De groep neemt dus niet klakkeloos over wat de autoriteit zegt. Zodra deze weg is, nemen de groepsleden de mening over van een dominant groepslid. Hierbij speelt afstand zowel letterlijk als figuurlijk een rol. De autoriteit die fysiek (in meters) het dichtstbij is, wordt het eerst gevolgd. Maar ook de autoriteit die tot de eigen groep behoort en overeenstemt qua cultuur, opvattingen, rang, stand, ras, sekse, doelen en belangen, krijgt de voorkeur.
Wanneer krijg je leiding?
Een leider krijgt dus pas de leiding van onderdanen of volgelingen wanneer hij of zij:
- over de meest bij de situatie passende stijl beschikt;
- als leider wordt erkend en gerespecteerd;
- letterlijk en figuurlijk dichtbij staat.
In het bedrijfsleven blijkt dit keer op keer uit onderzoek naar arbeidssatisfactie. Die is zeer sterk gerelateerd aan de mate waarin werknemers zich nuttig en gewaardeerd voelen. Arbeidsvreugde gaat samen met de overtuiging: er wordt niet óver mij, maar op de juiste manier mét mij gepraat.
Andersom geldt dat iemand die niet wordt gerespecteerd, fysiek ver weg is of uit een totaal andere groep komt, niet snel als leider wordt erkend. Dit impliceert dat iemand die leider wil zijn niet zomaar kan vertrouwen op zijn leiderschapskwaliteiten. Hij moet goed kijken of hij wel over de stijl beschikt waarom de mensen (en de omstandigheden) vragen, zorgen dat hij letterlijk en figuurlijk een van hen is en zorgen dat hij respect afdwingt.
Leiden niet eenvoudig
Dit is niet eenvoudig. Zeker niet wanneer je als leider eenmaal veel zeggenschap of macht krijgt. Zowel de praktijk als onderzoek toont namelijk keer op keer aan dat macht als zodanig corrumpeert en iemand minder sociaal en wederkerig maakt dan hij of zij aanvankelijk was. De aanvankelijk enthousiaste volgelingen kunnen hierop zo ontevreden worden dat ze de leider gaan tegenwerken en uiteindelijk afzetten of doden. Dit geldt overigens niet voor alle volgelingen, maar wel voor degenen onder hen die actief in de gaten houden hoe de leider functioneert en in actie komen wanneer zij hierover ontevreden zijn. Deze actieve volgelingen stellen de leider en zijn handelen steeds ter discussie en houden hem daarmee scherp.

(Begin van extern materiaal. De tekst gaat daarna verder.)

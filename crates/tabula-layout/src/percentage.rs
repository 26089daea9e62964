//! Percentage resolution.
//!
//! Turns a row of [`Slot`]s into device-pixel sizes that sum to the
//! available space.
//!
//! # Algorithm
//!
//! 1. Fixed slots take their pixel size off the top; the rest is the
//!    *pool*.
//! 2. Dynamic slots with an explicit percentage take that share of the pool.
//!    Dynamic slots without one split `100 - Σexplicit` evenly. An explicit
//!    sum above 100 is scaled down to 100.
//! 3. Each share is truncated to whole pixels.
//! 4. A dynamic slot that lands below its minimum becomes fixed at the
//!    minimum and the pass restarts. Every restart fixes at least one more
//!    slot, so at most `n + 1` passes run.
//! 5. The truncation leftover goes back to the dynamic slots: `leftover / n`
//!    each, then one pixel per slot in position order for the remainder.
//!
//! If fixed sizes and minimums alone exceed the space, resolution fails with
//! [`GridError::CascadeDidNotConverge`] and [`resolve_or_fallback`] shrinks
//! every dynamic slot to its minimum.

use tabula_core::GridError;
use tracing::{error, warn};

/// Absorbs float noise when converting a percentage share back to pixels,
/// so that `px * 100 / pool` percent of `pool` truncates to `px`.
const SHARE_EPSILON: f64 = 1e-6;

/// One position as seen by the resolver. Sizes are device pixels.
#[derive(Debug, Clone, Copy, PartialEq)]
pub enum Slot {
    /// Takes exactly this many pixels (0 for excluded positions).
    Fixed(u32),
    /// Governed by percentage sizing.
    Dynamic {
        /// Explicit share of 100%, if any.
        percentage: Option<f64>,
        /// Floor in device pixels.
        min: u32,
    },
}

/// Result of a resolution pass.
#[derive(Debug, Clone, PartialEq)]
pub struct Resolution {
    /// Resolved size per slot.
    pub sizes: Vec<u32>,
    /// Pixels shared by the dynamic slots that stayed dynamic.
    pub pool: u32,
    /// True for slots that stayed dynamic (not fixed, not pinned to a minimum).
    pub dynamic: Vec<bool>,
}

impl Resolution {
    /// Sum of all resolved sizes.
    #[must_use]
    pub fn total(&self) -> u64 {
        self.sizes.iter().map(|&s| u64::from(s)).sum()
    }
}

/// Resolve `slots` against `available` pixels.
pub fn resolve(slots: &[Slot], available: u32) -> Result<Resolution, GridError> {
    let n = slots.len();
    // `pinned[i]` holds the forced size of slots fixed up front or pinned to
    // their minimum during the cascade.
    let mut pinned: Vec<Option<u32>> = slots
        .iter()
        .map(|slot| match *slot {
            Slot::Fixed(px) => Some(px),
            Slot::Dynamic { .. } => None,
        })
        .collect();

    for _round in 0..=n {
        let fixed_total: u64 = pinned.iter().flatten().map(|&px| u64::from(px)).sum();
        if fixed_total > u64::from(available) {
            return Err(GridError::CascadeDidNotConverge {
                required: fixed_total,
                available,
            });
        }
        let pool = available - u32::try_from(fixed_total).unwrap_or(available);

        let shares = shares(slots, &pinned);
        let mut sizes = vec![0u32; n];
        let mut violated = false;
        for (i, slot) in slots.iter().enumerate() {
            if let Some(px) = pinned[i] {
                sizes[i] = px;
                continue;
            }
            let share = shares[i];
            sizes[i] = to_pixels(pool, share);
            if let Slot::Dynamic { min, .. } = *slot {
                if sizes[i] < min {
                    pinned[i] = Some(min);
                    violated = true;
                }
            }
        }
        if violated {
            continue;
        }

        let dynamic: Vec<bool> = pinned.iter().map(Option::is_none).collect();
        distribute_leftover(&mut sizes, &dynamic, pool);
        return Ok(Resolution {
            sizes,
            pool,
            dynamic,
        });
    }

    // Each round pins at least one more slot, so the loop only falls through
    // when pinning every slot still violates a minimum.
    let required = pinned.iter().flatten().map(|&px| u64::from(px)).sum();
    Err(GridError::CascadeDidNotConverge {
        required,
        available,
    })
}

/// [`resolve`], logging a failure and shrinking every dynamic slot to its
/// minimum instead.
///
/// On that fallback the sizes sum to the fixed sizes plus the minimums, so
/// [`Resolution::total`] may exceed `available`.
pub fn resolve_or_fallback(slots: &[Slot], available: u32) -> Resolution {
    match resolve(slots, available) {
        Ok(resolution) => resolution,
        Err(err) => {
            error!(message = "percentage.fallback", %err, slots = slots.len());
            let sizes = slots
                .iter()
                .map(|slot| match *slot {
                    Slot::Fixed(px) => px,
                    Slot::Dynamic { min, .. } => min,
                })
                .collect();
            Resolution {
                sizes,
                pool: 0,
                dynamic: vec![false; slots.len()],
            }
        }
    }
}

/// Percentage share of every slot still dynamic under `pinned`.
fn shares(slots: &[Slot], pinned: &[Option<u32>]) -> Vec<f64> {
    let mut explicit_sum = 0.0f64;
    let mut implicit = 0usize;
    for (slot, pin) in slots.iter().zip(pinned) {
        if pin.is_some() {
            continue;
        }
        if let Slot::Dynamic { percentage, .. } = *slot {
            match percentage {
                Some(p) => explicit_sum += p,
                None => implicit += 1,
            }
        }
    }

    let scale = if explicit_sum > 100.0 {
        warn!(message = "percentage.overcommitted", explicit_sum);
        100.0 / explicit_sum
    } else {
        1.0
    };
    let residual = (100.0 - explicit_sum * scale).max(0.0);
    let implicit_share = if implicit > 0 {
        residual / implicit as f64
    } else {
        0.0
    };

    slots
        .iter()
        .zip(pinned)
        .map(|(slot, pin)| match (*slot, pin) {
            (Slot::Dynamic { percentage, .. }, None) => match percentage {
                Some(p) => p * scale,
                None => implicit_share,
            },
            _ => 0.0,
        })
        .collect()
}

/// Truncate `share` percent of `pool` to whole pixels.
#[inline]
pub fn to_pixels(pool: u32, share: f64) -> u32 {
    let px = (f64::from(pool) * share / 100.0 + SHARE_EPSILON).floor();
    if px <= 0.0 {
        0
    } else if px >= f64::from(u32::MAX) {
        u32::MAX
    } else {
        px as u32
    }
}

/// Percentage of `pool` that `px` pixels represent.
#[inline]
pub fn to_percentage(pool: u32, px: u32) -> f64 {
    if pool == 0 {
        0.0
    } else {
        f64::from(px) * 100.0 / f64::from(pool)
    }
}

fn distribute_leftover(sizes: &mut [u32], dynamic: &[bool], pool: u32) {
    let used: u64 = sizes
        .iter()
        .zip(dynamic)
        .filter(|(_, d)| **d)
        .map(|(&s, _)| u64::from(s))
        .sum();
    let count = dynamic.iter().filter(|d| **d).count() as u64;
    if count == 0 || used >= u64::from(pool) {
        return;
    }
    let leftover = u64::from(pool) - used;
    let each = leftover / count;
    let mut extra = leftover % count;
    for (size, _) in sizes.iter_mut().zip(dynamic).filter(|(_, d)| **d) {
        let mut add = each;
        if extra > 0 {
            add += 1;
            extra -= 1;
        }
        *size = size.saturating_add(u32::try_from(add).unwrap_or(u32::MAX));
    }
}

#[cfg(test)]
mod tests {
    use super::*;

    fn dynamic(n: usize) -> Vec<Slot> {
        vec![
            Slot::Dynamic {
                percentage: None,
                min: 0
            };
            n
        ]
    }

    #[test]
    fn even_split_is_exact() {
        let res = resolve(&dynamic(10), 1000).unwrap();
        assert!(res.sizes.iter().all(|&s| s == 100));
        assert_eq!(res.total(), 1000);
    }

    #[test]
    fn leftover_goes_to_first_positions() {
        // 100 / 3 = 33.33 -> 33 each, 1 leftover to slot 0.
        let res = resolve(&dynamic(3), 100).unwrap();
        assert_eq!(res.sizes, vec![34, 33, 33]);

        // 500 / 3 -> 166 each, 2 leftover.
        let res = resolve(&dynamic(3), 500).unwrap();
        assert_eq!(res.sizes, vec![167, 167, 166]);
    }

    #[test]
    fn fixed_slots_shrink_the_pool() {
        let slots = vec![
            Slot::Fixed(100),
            Slot::Dynamic {
                percentage: None,
                min: 0,
            },
            Slot::Dynamic {
                percentage: None,
                min: 0,
            },
        ];
        let res = resolve(&slots, 300).unwrap();
        assert_eq!(res.pool, 200);
        assert_eq!(res.sizes, vec![100, 100, 100]);
        assert_eq!(res.dynamic, vec![false, true, true]);
    }

    #[test]
    fn explicit_percentages_take_share_of_hundred() {
        let slots = vec![
            Slot::Dynamic {
                percentage: Some(50.0),
                min: 0,
            },
            Slot::Dynamic {
                percentage: None,
                min: 0,
            },
            Slot::Dynamic {
                percentage: None,
                min: 0,
            },
        ];
        let res = resolve(&slots, 400).unwrap();
        assert_eq!(res.sizes, vec![200, 100, 100]);
    }

    #[test]
    fn overcommitted_explicit_percentages_are_normalised() {
        let slots = vec![
            Slot::Dynamic {
                percentage: Some(80.0),
                min: 0,
            },
            Slot::Dynamic {
                percentage: Some(80.0),
                min: 0,
            },
        ];
        let res = resolve(&slots, 200).unwrap();
        assert_eq!(res.sizes, vec![100, 100]);
    }

    #[test]
    fn minimum_violation_pins_and_restarts() {
        let mut slots = dynamic(4);
        slots[1] = Slot::Dynamic {
            percentage: None,
            min: 40,
        };
        // 100 / 4 = 25 < 40 for slot 1 -> pinned at 40, others share 60.
        let res = resolve(&slots, 100).unwrap();
        assert_eq!(res.sizes, vec![20, 40, 20, 20]);
        assert!(!res.dynamic[1]);
        assert_eq!(res.total(), 100);
    }

    #[test]
    fn minimums_exceeding_space_fail_and_fall_back() {
        let slots = vec![
            Slot::Dynamic {
                percentage: None,
                min: 80,
            },
            Slot::Dynamic {
                percentage: None,
                min: 80,
            },
        ];
        let err = resolve(&slots, 100).unwrap_err();
        assert!(matches!(err, GridError::CascadeDidNotConverge { .. }));
        let res = resolve_or_fallback(&slots, 100);
        assert_eq!(res.sizes, vec![80, 80]);
        assert_eq!(res.total(), 160);
        assert!(res.dynamic.iter().all(|d| !d));
    }

    #[test]
    fn explicit_under_hundred_without_implicit_still_fills() {
        let slots = vec![
            Slot::Dynamic {
                percentage: Some(30.0),
                min: 0,
            },
            Slot::Dynamic {
                percentage: Some(30.0),
                min: 0,
            },
        ];
        // 60 + 60 used, 80 leftover -> 40 each.
        let res = resolve(&slots, 200).unwrap();
        assert_eq!(res.sizes, vec![100, 100]);
    }

    #[test]
    fn percentage_round_trip_through_pixels() {
        let pct = to_percentage(400, 150);
        assert_eq!(to_pixels(400, pct), 150);
        let pct = to_percentage(500, 134);
        assert_eq!(to_pixels(500, pct), 134);
    }
}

Wanneer het de leider wel lukt om de juiste stijl te hanteren, dichtbij te blijven en respect af te dwingen, dan blijkt hij hiervoor ruimschoots door zijn onderdanen te worden beloond. Deze beloning blijkt niet alleen uit het feit dat onderdanen dan kritiekloos doen wat de leider vraagt, maar ook uit de zogenoemde ‘drie S’en’: succesvolle leiders krijgen meer salaris, status en seks dan niet-succesvolle leiders en gewone mensen. Een goede leider zijn en als zodanig worden erkend, heeft dus zeker voordelen.